To begin with, what is a "stack machine"? Let's consider how you might design a machine language that could describe the operation of adding together two integers to make a third. You could do it like this:

add [address of first addend], [address of second addend], [address of sum]


When the machine encounters this instruction it looks up the values of the addends stored in the two addresses, somehow adds them together -- how it does so is its business -- and stores the result in the third address.

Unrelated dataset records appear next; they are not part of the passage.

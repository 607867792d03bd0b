//! Prefix-by-prefix cycle driver
//!
//! The driver owns the only arena and the only archive buffer. Each prefix
//! goes through three phases, and the next prefix starts only once the last
//! phase has finished:
//!
//! ```text
//!   fetch ──► archive ──► sink ──► reclaim ──► next prefix
//!     │          │          │
//!     └──────────┴──────────┴──► error: run stops
//! ```

use crate::archive::ArchiveBuilder;
use crate::arena::{ArchiveBuffer, BufferArena};
use crate::batch::BatchController;
use crate::cancel::CancellationToken;
use crate::config::{MemoryPlan, PipelineConfig, ReclaimPolicy};
use crate::error::{PipelineError, Result};
use crate::fetch::RecordFetcher;
use crate::key::Prefix;
use crate::sink::ArchiveSink;
use serde::Serialize;
use std::time::{Duration, Instant};
use tracing::{debug, info, warn};

/// What happened to one prefix
#[derive(Debug, Clone, PartialEq, Eq, Serialize)]
pub struct PrefixReport {
    /// Prefix processed
    pub prefix: Prefix,
    /// Archive entries written
    pub entries: usize,
    /// Record bytes fetched
    pub fetched_bytes: u64,
    /// Archive length in bytes
    pub archive_len: usize,
    /// Slots above the planned capacity once the records were fetched
    pub overgrown_slots: usize,
    /// Whether the archive buffer had to grow
    pub archive_regrew: bool,
    /// Bytes released at the reclaim boundary
    pub reclaimed_bytes: usize,
    /// Wall time of the fetch phase
    pub fetch_elapsed: Duration,
    /// Wall time of archiving and handoff
    pub archive_elapsed: Duration,
}

/// Totals for a completed run
#[derive(Debug, Clone, Serialize)]
pub struct RunSummary {
    /// Per-prefix reports in processing order
    pub prefixes: Vec<PrefixReport>,
    /// Reclaim policy in effect
    pub reclaim: ReclaimPolicy,
    /// Planned buffer footprint
    pub memory_plan: MemoryPlan,
    /// Wall time of the whole run
    pub elapsed: Duration,
}

impl RunSummary {
    /// Number of archives produced
    pub fn archives(&self) -> usize {
        self.prefixes.len()
    }

    /// Entries across all archives
    pub fn total_entries(&self) -> usize {
        self.prefixes.iter().map(|r| r.entries).sum()
    }

    /// Record bytes fetched across all prefixes
    pub fn total_fetched_bytes(&self) -> u64 {
        self.prefixes.iter().map(|r| r.fetched_bytes).sum()
    }

    /// Archive bytes produced across all prefixes
    pub fn total_archive_bytes(&self) -> u64 {
        self.prefixes.iter().map(|r| r.archive_len as u64).sum()
    }

    /// Bytes released by eager reclamation across the run
    pub fn total_reclaimed_bytes(&self) -> u64 {
        self.prefixes.iter().map(|r| r.reclaimed_bytes as u64).sum()
    }
}

/// Runs the fetch, archive and reclaim cycle over a range of prefixes
pub struct CycleDriver<F, S> {
    config: PipelineConfig,
    batch: BatchController<F>,
    sink: S,
    arena: BufferArena,
    archive: ArchiveBuffer,
}

impl<F, S> CycleDriver<F, S>
where
    F: RecordFetcher,
    S: ArchiveSink,
{
    /// Validate `config` and allocate the arena and archive buffer
    ///
    /// # Errors
    ///
    /// Returns `PipelineError::Config` if the configuration is invalid.
    pub fn new(config: PipelineConfig, fetcher: F, sink: S) -> Result<Self> {
        config.validate()?;

        let plan = config.memory_plan();
        info!(
            "Allocating buffers: arena {} bytes, archive {} bytes (reclaim: {})",
            plan.arena_bytes, plan.archive_bytes, config.reclaim
        );

        let arena = BufferArena::new(config.slot_capacity);
        let archive = ArchiveBuffer::new(config.effective_archive_capacity());
        let batch = BatchController::new(fetcher, config.concurrency, CancellationToken::new());

        Ok(Self {
            config,
            batch,
            sink,
            arena,
            archive,
        })
    }

    /// Configuration the driver was built with
    pub fn config(&self) -> &PipelineConfig {
        &self.config
    }

    /// Handle that cancels this driver's run
    pub fn cancellation_token(&self) -> CancellationToken {
        self.batch.cancellation_token().clone()
    }

    /// Planned buffer footprint
    pub fn memory_plan(&self) -> MemoryPlan {
        self.config.memory_plan()
    }

    /// The record arena
    pub fn arena(&self) -> &BufferArena {
        &self.arena
    }

    /// The archive sink
    pub fn sink(&self) -> &S {
        &self.sink
    }

    /// Consume the driver, returning its sink
    pub fn into_sink(self) -> S {
        self.sink
    }

    /// Process prefixes `00` up to the configured count, in order
    ///
    /// # Errors
    ///
    /// Stops at the first failing prefix and returns its error. Prefixes
    /// already handed to the sink stay there.
    pub async fn run(&mut self) -> Result<RunSummary> {
        let started = Instant::now();
        let token = self.cancellation_token();
        let mut reports = Vec::with_capacity(self.config.prefixes);

        for prefix in Prefix::first(self.config.prefixes) {
            if token.is_cancelled() {
                warn!("Run cancelled before prefix {}", prefix);
                return Err(PipelineError::Cancelled { prefix });
            }
            reports.push(self.run_prefix(prefix).await?);
        }

        let summary = RunSummary {
            prefixes: reports,
            reclaim: self.config.reclaim,
            memory_plan: self.memory_plan(),
            elapsed: started.elapsed(),
        };
        info!(
            "Run complete: {} archives, {} entries, {} bytes fetched in {:?}",
            summary.archives(),
            summary.total_entries(),
            summary.total_fetched_bytes(),
            summary.elapsed
        );
        Ok(summary)
    }

    /// Fetch, archive, hand off and reclaim a single prefix
    ///
    /// # Errors
    ///
    /// Returns `PipelineError::Fetch` naming the failing key,
    /// `PipelineError::Archive` or `PipelineError::Sink`.
    pub async fn run_prefix(&mut self, prefix: Prefix) -> Result<PrefixReport> {
        info!("Prefix {}: fetching", prefix);
        let stats = self
            .batch
            .fetch_prefix(prefix, &mut self.arena)
            .await
            .map_err(|source| PipelineError::Fetch { prefix, source })?;
        let overgrown_slots = self.arena.overgrown_slots();

        info!("Prefix {}: archiving", prefix);
        let archive_started = Instant::now();
        let archive = ArchiveBuilder::build(prefix, &self.arena, &mut self.archive)
            .map_err(|source| PipelineError::Archive { prefix, source })?;
        let entries = archive.entries;
        let archive_len = archive.len();
        let archive_regrew = archive.regrew;

        self.sink
            .accept(&archive)
            .await
            .map_err(|source| PipelineError::Sink { prefix, source })?;
        let archive_elapsed = archive_started.elapsed();

        let reclaimed_bytes = self.reclaim();

        info!(
            "Prefix {}: {} entries, {} bytes fetched, archive {} bytes",
            prefix, entries, stats.bytes, archive_len
        );

        Ok(PrefixReport {
            prefix,
            entries,
            fetched_bytes: stats.bytes,
            archive_len,
            overgrown_slots,
            archive_regrew,
            reclaimed_bytes,
            fetch_elapsed: stats.elapsed,
            archive_elapsed,
        })
    }

    fn reclaim(&mut self) -> usize {
        self.arena.reset();
        self.archive.reset();

        match self.config.reclaim {
            ReclaimPolicy::Retain => 0,
            ReclaimPolicy::Eager => {
                let released = self.arena.shrink_to_plan() + self.archive.shrink_to_plan();
                debug!("Eager reclaim released {} bytes", released);
                released
            }
        }
    }
}

#[cfg(test)]
#[allow(clippy::unwrap_used)]
mod tests {
    use super::*;
    use crate::archive::Archive;
    use crate::error::{FetchError, SinkError};
    use crate::key::{RecordKey, Suffix};
    use crate::sink::DiscardSink;
    use async_trait::async_trait;
    use rangepack_formats::tar::TarReader;

    /// Body is the key text, or a long run of bytes for `oversized`
    #[derive(Default)]
    struct EchoFetcher {
        oversized: Option<Suffix>,
        fail_on: Option<RecordKey>,
        empty: bool,
    }

    #[async_trait]
    impl RecordFetcher for EchoFetcher {
        async fn fetch_into(
            &self,
            key: RecordKey,
            slot: &mut Vec<u8>,
        ) -> std::result::Result<(), FetchError> {
            if self.fail_on == Some(key) {
                return Err(FetchError::UnexpectedStatus {
                    key,
                    status: reqwest::StatusCode::INTERNAL_SERVER_ERROR,
                });
            }
            slot.clear();
            if self.oversized == Some(key.suffix) {
                slot.resize(64 * 1024, 0xee);
            } else if !self.empty {
                slot.extend_from_slice(key.to_string().as_bytes());
            }
            Ok(())
        }
    }

    /// Keeps a copy of every archive
    #[derive(Default)]
    struct CollectingSink {
        archives: Vec<(Prefix, Vec<u8>)>,
    }

    #[async_trait]
    impl ArchiveSink for CollectingSink {
        async fn accept(&mut self, archive: &Archive<'_>) -> std::result::Result<(), SinkError> {
            self.archives.push((archive.prefix, archive.bytes.to_vec()));
            Ok(())
        }
    }

    fn config(prefixes: usize) -> PipelineConfig {
        PipelineConfig::new("http://origin.invalid/range", prefixes)
            .with_concurrency(16)
            .with_slot_capacity(16)
    }

    #[tokio::test]
    async fn test_one_archive_per_prefix_in_order() {
        let mut driver =
            CycleDriver::new(config(3), EchoFetcher::default(), CollectingSink::default())
                .unwrap();
        let summary = driver.run().await.unwrap();

        assert_eq!(summary.archives(), 3);
        assert_eq!(summary.total_entries(), 3 * 4096);
        assert_eq!(driver.config().prefixes, 3);
        assert_eq!(driver.config().concurrency, 16);

        let sink = driver.into_sink();
        let prefixes: Vec<_> = sink.archives.iter().map(|(p, _)| p.to_string()).collect();
        assert_eq!(prefixes, ["00", "01", "02"]);

        for (prefix, bytes) in &sink.archives {
            let mut count = 0;
            for (entry, suffix) in TarReader::new(bytes).zip(Suffix::all()) {
                let entry = entry.unwrap();
                let expected = prefix.key(suffix).to_string();
                assert_eq!(entry.name(), expected);
                assert_eq!(entry.body(), expected.as_bytes());
                count += 1;
            }
            assert_eq!(count, 4096);
        }
    }

    #[tokio::test]
    async fn test_full_key_space_with_empty_records() {
        let fetcher = EchoFetcher {
            empty: true,
            ..EchoFetcher::default()
        };
        let config = config(256).with_concurrency(64).with_slot_capacity(0);
        let mut driver = CycleDriver::new(config, fetcher, DiscardSink::new()).unwrap();

        let summary = driver.run().await.unwrap();
        assert_eq!(summary.archives(), 256);
        assert!(summary.prefixes.iter().all(|r| r.entries == 4096));
        assert_eq!(
            summary.prefixes.last().map(|r| r.prefix),
            Some(Prefix::new(0xff))
        );
        assert_eq!(driver.sink().archives(), 256);
        assert_eq!(driver.sink().bytes(), 256 * (4096 * 512 + 1024));
    }

    #[tokio::test]
    async fn test_retain_keeps_grown_capacity() {
        let fetcher = EchoFetcher {
            oversized: Some(Suffix::new(0x042).unwrap()),
            ..EchoFetcher::default()
        };
        let config = config(2).with_reclaim(ReclaimPolicy::Retain);
        let mut driver = CycleDriver::new(config, fetcher, DiscardSink::new()).unwrap();

        let summary = driver.run().await.unwrap();
        assert_eq!(summary.prefixes[0].overgrown_slots, 1);
        assert!(summary.prefixes[0].archive_regrew);
        assert_eq!(summary.total_reclaimed_bytes(), 0);
        assert_eq!(driver.arena().overgrown_slots(), 1);

        // Second prefix reuses the grown buffer without regrowing
        assert!(!summary.prefixes[1].archive_regrew);
    }

    #[tokio::test]
    async fn test_eager_returns_to_plan() {
        let fetcher = EchoFetcher {
            oversized: Some(Suffix::new(0x042).unwrap()),
            ..EchoFetcher::default()
        };
        let config = config(2).with_reclaim(ReclaimPolicy::Eager);
        let mut driver = CycleDriver::new(config, fetcher, DiscardSink::new()).unwrap();

        let summary = driver.run().await.unwrap();
        assert!(summary.prefixes[0].reclaimed_bytes > 0);
        assert!(summary.prefixes[1].archive_regrew);
        assert_eq!(driver.arena().overgrown_slots(), 0);
        assert!(driver.arena().iter().all(|(_, slot)| slot.is_empty()));
    }

    #[tokio::test]
    async fn test_fetch_failure_stops_run_without_archive() {
        let failing = Prefix::new(1).key(Suffix::new(0xabc).unwrap());
        let fetcher = EchoFetcher {
            fail_on: Some(failing),
            ..EchoFetcher::default()
        };
        let mut driver = CycleDriver::new(config(3), fetcher, DiscardSink::new()).unwrap();

        let err = driver.run().await.unwrap_err();
        assert_eq!(err.failing_key(), Some(failing));
        assert_eq!(err.prefix(), Some(Prefix::new(1)));
        assert_eq!(driver.sink().archives(), 1);
        assert!(driver.cancellation_token().is_cancelled());
    }

    #[tokio::test]
    async fn test_cancelled_run_produces_nothing() {
        let mut driver =
            CycleDriver::new(config(2), EchoFetcher::default(), DiscardSink::new()).unwrap();
        driver.cancellation_token().cancel();

        let err = driver.run().await.unwrap_err();
        assert!(matches!(
            err,
            PipelineError::Cancelled { prefix } if prefix == Prefix::new(0)
        ));
        assert_eq!(driver.sink().archives(), 0);
    }

    #[test]
    fn test_invalid_config_is_rejected() {
        let result = CycleDriver::new(config(0), EchoFetcher::default(), DiscardSink::new());
        assert!(matches!(result, Err(PipelineError::Config(_))));
    }

    #[tokio::test]
    async fn test_summary_serializes() {
        let mut driver =
            CycleDriver::new(config(1), EchoFetcher::default(), DiscardSink::new()).unwrap();
        let summary = driver.run().await.unwrap();
        let json = serde_json::to_value(&summary).unwrap();
        assert_eq!(json["prefixes"][0]["prefix"], 0);
        assert_eq!(json["prefixes"][0]["entries"], 4096);
        assert_eq!(json["reclaim"], "retain");
    }
}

You might instead say that there is a special region of memory called the "accumulator" which knows how to add a given value to itself:

clear_accumulator
increase_accumulator [address of first addend]
increase_accumulator [address of second addend]
save_accumulator [address of sum]


Or, you could say that there is a special region of memory called the "stack" which can grow and shrink; you get access to the items on the top:

push_value_at [address of first addend]
push_value_at [address of second addend]
add
pop_value_into [address of sum]


The "add" instruction takes the two values off the top of the stack, somehow adds them, and then puts the result back on the stack; the net result is that the stack shrinks by one.

A virtual machine where most of the instructions are of this third form is called a "stack machine", for obvious reasons.

IL specifies a stack machine, just like many other virtual machines. But most hardware instruction sets actually more closely resemble the second form: registers are just fancy accumulators. Why then are so many virtual machines specifying stack machines?